Activity:
Lines below starting with the line with "if amount == 0" and going on through the line with "all telemetry subsystems" must be output exactly; the rest of the records must be left out.
Segment Start: Extracted material
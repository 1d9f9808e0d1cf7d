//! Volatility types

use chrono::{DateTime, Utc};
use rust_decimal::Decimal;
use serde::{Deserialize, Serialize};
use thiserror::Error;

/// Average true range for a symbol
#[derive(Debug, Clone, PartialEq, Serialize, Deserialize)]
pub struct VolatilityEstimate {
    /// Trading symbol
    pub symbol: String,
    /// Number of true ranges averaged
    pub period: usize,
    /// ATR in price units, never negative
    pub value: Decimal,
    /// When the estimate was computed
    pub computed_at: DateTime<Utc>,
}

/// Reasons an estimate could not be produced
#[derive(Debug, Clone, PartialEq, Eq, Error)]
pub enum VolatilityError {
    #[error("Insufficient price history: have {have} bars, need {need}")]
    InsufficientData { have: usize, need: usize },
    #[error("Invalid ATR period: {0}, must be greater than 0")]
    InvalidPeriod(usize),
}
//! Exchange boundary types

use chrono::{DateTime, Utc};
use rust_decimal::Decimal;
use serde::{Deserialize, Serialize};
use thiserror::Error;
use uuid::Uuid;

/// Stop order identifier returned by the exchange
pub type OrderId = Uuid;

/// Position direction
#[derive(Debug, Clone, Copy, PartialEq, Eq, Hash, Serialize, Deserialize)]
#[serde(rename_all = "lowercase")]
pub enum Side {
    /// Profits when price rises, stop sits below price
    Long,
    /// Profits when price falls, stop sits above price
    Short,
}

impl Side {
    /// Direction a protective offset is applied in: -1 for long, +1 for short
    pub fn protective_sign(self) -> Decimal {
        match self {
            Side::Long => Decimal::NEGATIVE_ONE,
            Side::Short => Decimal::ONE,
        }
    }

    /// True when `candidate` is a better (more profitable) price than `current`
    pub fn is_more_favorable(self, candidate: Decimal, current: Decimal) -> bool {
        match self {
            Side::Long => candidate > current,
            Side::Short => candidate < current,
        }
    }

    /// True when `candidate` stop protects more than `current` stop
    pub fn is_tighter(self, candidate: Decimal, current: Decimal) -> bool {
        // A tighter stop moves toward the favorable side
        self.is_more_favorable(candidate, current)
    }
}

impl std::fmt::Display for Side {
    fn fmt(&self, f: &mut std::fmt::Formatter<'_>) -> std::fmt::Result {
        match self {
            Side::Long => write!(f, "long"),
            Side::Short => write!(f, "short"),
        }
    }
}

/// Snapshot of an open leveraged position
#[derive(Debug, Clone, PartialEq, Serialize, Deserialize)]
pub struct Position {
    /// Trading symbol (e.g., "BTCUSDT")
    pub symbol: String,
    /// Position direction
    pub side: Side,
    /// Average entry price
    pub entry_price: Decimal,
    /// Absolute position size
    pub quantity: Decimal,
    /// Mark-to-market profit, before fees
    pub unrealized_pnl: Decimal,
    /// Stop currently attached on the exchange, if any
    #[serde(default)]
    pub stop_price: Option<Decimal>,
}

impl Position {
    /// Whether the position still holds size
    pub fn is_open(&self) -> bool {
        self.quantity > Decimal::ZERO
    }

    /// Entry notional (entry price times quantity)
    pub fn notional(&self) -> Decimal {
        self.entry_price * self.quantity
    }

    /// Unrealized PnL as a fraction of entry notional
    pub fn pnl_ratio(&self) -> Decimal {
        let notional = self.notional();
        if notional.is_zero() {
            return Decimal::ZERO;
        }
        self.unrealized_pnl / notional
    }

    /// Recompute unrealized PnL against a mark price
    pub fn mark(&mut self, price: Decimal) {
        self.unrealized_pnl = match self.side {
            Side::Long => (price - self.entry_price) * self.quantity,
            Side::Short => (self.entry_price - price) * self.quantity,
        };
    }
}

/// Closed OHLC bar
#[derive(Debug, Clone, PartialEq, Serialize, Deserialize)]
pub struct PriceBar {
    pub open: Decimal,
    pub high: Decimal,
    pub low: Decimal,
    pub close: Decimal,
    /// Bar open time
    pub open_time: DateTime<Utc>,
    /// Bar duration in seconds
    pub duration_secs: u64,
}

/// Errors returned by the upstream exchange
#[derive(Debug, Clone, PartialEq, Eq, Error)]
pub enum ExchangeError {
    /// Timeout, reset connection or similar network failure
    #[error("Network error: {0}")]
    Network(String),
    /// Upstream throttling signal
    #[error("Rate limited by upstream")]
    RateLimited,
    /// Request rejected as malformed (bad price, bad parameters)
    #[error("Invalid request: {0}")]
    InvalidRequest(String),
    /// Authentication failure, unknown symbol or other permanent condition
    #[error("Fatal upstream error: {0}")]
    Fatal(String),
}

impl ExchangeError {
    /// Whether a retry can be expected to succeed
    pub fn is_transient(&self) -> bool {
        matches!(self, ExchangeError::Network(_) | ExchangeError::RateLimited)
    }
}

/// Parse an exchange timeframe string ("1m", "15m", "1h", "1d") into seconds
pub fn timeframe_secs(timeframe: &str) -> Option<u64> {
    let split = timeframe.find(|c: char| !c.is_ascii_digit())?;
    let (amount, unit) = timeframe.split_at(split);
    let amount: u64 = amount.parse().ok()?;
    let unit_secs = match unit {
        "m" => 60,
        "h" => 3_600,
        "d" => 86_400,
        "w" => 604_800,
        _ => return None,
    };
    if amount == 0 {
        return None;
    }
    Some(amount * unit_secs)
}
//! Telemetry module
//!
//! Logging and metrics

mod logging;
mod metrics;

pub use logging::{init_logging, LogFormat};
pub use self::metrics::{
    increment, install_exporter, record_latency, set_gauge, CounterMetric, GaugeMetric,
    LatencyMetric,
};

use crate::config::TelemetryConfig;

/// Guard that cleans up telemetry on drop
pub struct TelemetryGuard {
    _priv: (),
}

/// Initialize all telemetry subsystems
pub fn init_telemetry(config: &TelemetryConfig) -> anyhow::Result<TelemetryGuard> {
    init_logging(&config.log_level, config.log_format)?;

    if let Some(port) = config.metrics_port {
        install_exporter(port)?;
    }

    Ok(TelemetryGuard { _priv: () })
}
Segment End: Extracted material
Segment Start: Extracted material
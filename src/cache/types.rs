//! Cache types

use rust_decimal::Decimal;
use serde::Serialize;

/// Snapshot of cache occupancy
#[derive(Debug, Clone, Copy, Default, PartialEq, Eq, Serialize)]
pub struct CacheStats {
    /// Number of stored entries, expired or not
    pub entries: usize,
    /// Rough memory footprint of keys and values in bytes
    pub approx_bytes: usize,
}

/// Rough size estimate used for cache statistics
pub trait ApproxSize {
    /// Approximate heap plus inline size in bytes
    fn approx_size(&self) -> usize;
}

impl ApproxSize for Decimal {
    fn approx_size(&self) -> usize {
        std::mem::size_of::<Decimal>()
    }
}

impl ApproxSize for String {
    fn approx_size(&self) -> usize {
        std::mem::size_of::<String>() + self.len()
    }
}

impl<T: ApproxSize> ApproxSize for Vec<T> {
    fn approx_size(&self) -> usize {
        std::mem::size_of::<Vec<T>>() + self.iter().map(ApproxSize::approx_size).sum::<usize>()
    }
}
Segment End: Extracted material
Segment Start: Extracted material
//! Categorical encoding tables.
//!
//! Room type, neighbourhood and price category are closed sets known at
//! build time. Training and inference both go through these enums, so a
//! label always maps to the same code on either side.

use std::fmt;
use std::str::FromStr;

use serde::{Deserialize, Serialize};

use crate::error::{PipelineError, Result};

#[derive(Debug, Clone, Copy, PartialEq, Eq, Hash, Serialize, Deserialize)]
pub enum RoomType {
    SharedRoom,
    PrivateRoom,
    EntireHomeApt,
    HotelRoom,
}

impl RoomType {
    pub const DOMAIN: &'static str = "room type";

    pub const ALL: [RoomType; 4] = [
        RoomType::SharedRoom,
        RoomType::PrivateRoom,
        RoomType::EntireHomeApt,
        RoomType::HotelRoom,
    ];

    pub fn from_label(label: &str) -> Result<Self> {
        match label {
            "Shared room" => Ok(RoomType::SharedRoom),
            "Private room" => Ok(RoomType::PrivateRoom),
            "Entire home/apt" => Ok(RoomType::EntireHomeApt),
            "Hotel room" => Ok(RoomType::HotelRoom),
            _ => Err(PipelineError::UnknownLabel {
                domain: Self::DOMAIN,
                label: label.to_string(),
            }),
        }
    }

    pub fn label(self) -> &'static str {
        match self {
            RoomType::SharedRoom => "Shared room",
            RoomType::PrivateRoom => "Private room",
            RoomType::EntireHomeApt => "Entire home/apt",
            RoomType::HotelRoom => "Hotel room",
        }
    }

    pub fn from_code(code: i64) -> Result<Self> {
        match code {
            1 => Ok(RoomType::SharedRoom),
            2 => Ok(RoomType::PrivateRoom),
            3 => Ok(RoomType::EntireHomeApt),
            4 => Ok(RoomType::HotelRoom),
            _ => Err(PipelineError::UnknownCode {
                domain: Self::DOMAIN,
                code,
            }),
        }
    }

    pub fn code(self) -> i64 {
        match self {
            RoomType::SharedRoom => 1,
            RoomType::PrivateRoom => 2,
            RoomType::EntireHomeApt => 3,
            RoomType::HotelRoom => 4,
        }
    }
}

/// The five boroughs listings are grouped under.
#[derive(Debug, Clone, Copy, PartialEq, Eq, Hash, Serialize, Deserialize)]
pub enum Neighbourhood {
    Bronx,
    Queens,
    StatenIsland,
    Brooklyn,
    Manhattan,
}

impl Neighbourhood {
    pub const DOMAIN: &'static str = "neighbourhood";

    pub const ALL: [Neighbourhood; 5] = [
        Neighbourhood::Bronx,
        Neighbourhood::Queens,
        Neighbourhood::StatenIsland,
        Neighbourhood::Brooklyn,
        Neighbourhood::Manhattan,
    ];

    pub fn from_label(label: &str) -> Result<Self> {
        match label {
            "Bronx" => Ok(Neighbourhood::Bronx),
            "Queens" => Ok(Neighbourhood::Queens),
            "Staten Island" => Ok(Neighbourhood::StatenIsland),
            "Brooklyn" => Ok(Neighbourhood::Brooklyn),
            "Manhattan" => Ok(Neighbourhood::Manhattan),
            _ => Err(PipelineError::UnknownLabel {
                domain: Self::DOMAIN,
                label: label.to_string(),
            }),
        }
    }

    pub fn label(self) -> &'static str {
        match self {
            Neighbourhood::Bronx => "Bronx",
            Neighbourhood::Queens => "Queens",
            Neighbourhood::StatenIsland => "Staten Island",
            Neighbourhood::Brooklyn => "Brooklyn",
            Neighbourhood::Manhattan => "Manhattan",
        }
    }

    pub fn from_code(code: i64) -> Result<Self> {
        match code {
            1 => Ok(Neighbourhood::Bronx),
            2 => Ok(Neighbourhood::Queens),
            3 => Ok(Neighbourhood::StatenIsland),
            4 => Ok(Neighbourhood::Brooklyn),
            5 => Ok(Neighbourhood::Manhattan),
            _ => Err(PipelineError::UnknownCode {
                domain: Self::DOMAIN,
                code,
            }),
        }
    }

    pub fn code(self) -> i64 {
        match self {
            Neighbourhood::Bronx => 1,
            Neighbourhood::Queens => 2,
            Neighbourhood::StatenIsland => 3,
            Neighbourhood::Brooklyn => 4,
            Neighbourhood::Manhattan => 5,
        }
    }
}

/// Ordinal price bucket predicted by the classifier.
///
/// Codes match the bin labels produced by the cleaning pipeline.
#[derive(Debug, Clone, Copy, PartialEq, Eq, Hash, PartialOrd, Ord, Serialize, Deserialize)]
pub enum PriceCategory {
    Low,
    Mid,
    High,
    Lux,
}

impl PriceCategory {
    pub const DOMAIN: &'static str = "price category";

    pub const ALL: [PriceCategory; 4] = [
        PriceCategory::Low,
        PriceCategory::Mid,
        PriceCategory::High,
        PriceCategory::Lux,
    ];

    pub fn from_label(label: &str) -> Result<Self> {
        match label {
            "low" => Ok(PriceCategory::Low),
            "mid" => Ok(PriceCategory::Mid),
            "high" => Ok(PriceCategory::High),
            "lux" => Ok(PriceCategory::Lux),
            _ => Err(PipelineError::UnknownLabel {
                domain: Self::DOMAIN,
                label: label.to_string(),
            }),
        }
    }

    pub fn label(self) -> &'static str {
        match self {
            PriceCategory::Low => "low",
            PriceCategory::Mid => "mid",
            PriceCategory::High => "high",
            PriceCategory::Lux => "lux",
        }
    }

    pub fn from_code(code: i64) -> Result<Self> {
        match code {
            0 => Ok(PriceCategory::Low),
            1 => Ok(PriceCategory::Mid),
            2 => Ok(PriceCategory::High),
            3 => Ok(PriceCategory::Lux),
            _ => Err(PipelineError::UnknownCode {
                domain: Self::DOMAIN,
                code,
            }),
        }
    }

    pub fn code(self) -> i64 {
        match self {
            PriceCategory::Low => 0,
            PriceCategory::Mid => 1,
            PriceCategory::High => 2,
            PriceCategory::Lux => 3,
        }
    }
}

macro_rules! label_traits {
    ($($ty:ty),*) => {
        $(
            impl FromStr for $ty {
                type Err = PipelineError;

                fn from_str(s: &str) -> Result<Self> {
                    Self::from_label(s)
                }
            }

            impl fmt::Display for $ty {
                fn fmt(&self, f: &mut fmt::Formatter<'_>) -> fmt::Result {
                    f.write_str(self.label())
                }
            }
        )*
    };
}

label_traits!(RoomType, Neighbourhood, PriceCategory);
Segment End: Extracted material
Exercise answer:
    if amount == 0 {
        return None;
    }
    Some(amount * unit_secs)
}
//! Telemetry module
//!
//! Logging and metrics

mod logging;
mod metrics;

pub use logging::{init_logging, LogFormat};
pub use self::metrics::{
    increment, install_exporter, record_latency, set_gauge, CounterMetric, GaugeMetric,
    LatencyMetric,
};

use crate::config::TelemetryConfig;

/// Guard that cleans up telemetry on drop
pub struct TelemetryGuard {
    _priv: (),
}

/// Initialize all telemetry subsystems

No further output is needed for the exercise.